💡 Pourquoi c'est important
Cette primaire pourrait redessiner l’avenir de la gauche française avant 2027, en choisissant un candidat capable de fédérer ou de diviser.
🔑 Points clés
- Glucksmann a annoncé sa candidature dimanche soir, avec un bon score d’audience (35,8% de téléspectateurs) qui rassure son camp
- Les socialistes sont partagés : certains apprécient son discours sur les privilèges, d’autres trouvent sa prestation trop calculée
- La primaire PS, dont les modalités seront fixées mardi, s’annonce disputée entre Glucksmann, Jadot, et peut-être Faure
📝 Résumé
Raphaël Glucksmann a officiellement lancé sa candidature à la présidentielle ce week-end, et les réactions des socialistes oscillent entre curiosité et scepticisme.

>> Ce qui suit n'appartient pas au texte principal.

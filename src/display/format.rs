//! Small formatting helpers shared by messages and tables

use chrono::{DateTime, Duration, Utc};

/// Format a byte count for humans
pub fn format_size(bytes: u64) -> String {
    const KB: u64 = 1024;
    const MB: u64 = KB * 1024;
    const GB: u64 = MB * 1024;

    if bytes >= GB {
        format!("{:.1} GB", bytes as f64 / GB as f64)
    } else if bytes >= MB {
        format!("{:.1} MB", bytes as f64 / MB as f64)
    } else if bytes >= KB {
        format!("{:.1} KB", bytes as f64 / KB as f64)
    } else {
        format!("{} B", bytes)
    }
}

/// Format an elapsed duration compactly (`45s`, `3h`, `12d`, `4mo`)
pub fn format_duration(duration: Duration) -> String {
    let total_seconds = duration.num_seconds().max(0);

    if total_seconds < 60 {
        return format!("{}s", total_seconds);
    }

    let minutes = total_seconds / 60;
    if minutes < 60 {
        return format!("{}m", minutes);
    }

    let hours = minutes / 60;
    if hours < 24 {
        return format!("{}h", hours);
    }

    let days = hours / 24;
    if days < 30 {
        return format!("{}d", days);
    }

    format!("{}mo", days / 30)
}

/// How long ago a moment was, e.g. `3h ago`
pub fn format_age(date: DateTime<Utc>, now: DateTime<Utc>) -> String {
    format!("{} ago", format_duration(now - date))
}

/// Timestamp as shown in tables and messages
pub fn format_timestamp(date: DateTime<Utc>) -> String {
    date.format("%Y-%m-%d %H:%M:%S").to_string()
}

#[cfg(test)]
mod tests {
    use super::*;
    use chrono::TimeZone;

    #[test]
    fn test_format_size() {
        assert_eq!(format_size(512), "512 B");
        assert_eq!(format_size(1536), "1.5 KB");
        assert_eq!(format_size(5 * 1024 * 1024), "5.0 MB");
        assert_eq!(format_size(3 * 1024 * 1024 * 1024), "3.0 GB");
    }

    #[test]
    fn test_format_duration() {
        assert_eq!(format_duration(Duration::seconds(45)), "45s");
        assert_eq!(format_duration(Duration::minutes(5)), "5m");
        assert_eq!(format_duration(Duration::hours(25)), "1d");
        assert_eq!(format_duration(Duration::days(65)), "2mo");
        assert_eq!(format_duration(Duration::seconds(-5)), "0s");
    }

    #[test]
    fn test_format_age_and_timestamp() {
        let now = Utc.with_ymd_and_hms(2024, 6, 1, 12, 0, 0).unwrap();
        let then = now - Duration::hours(3);
        assert_eq!(format_age(then, now), "3h ago");
        assert_eq!(format_timestamp(then), "2024-06-01 09:00:00");
    }
}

Son passage au JT de TF1 a cartonné, avec près de 36% de téléspectateurs, ce qui a rassuré son équipe : les Français semblent prêts à écouter un candidat de gauche pro-européen face à l’extrême droite. Mais dans les rangs socialistes, certains trouvent sa prestation trop scolaire, tandis que d’autres saluent sa capacité à parler des inégalités. Le vrai défi ? Convaincre les militants lors de la primaire PS, dont les règles seront finalisées mardi. Entre Yannick Jadot déjà rallié et la possible entrée en lice d’Olivier Faure, la course s’annonce serrée et imprévisible.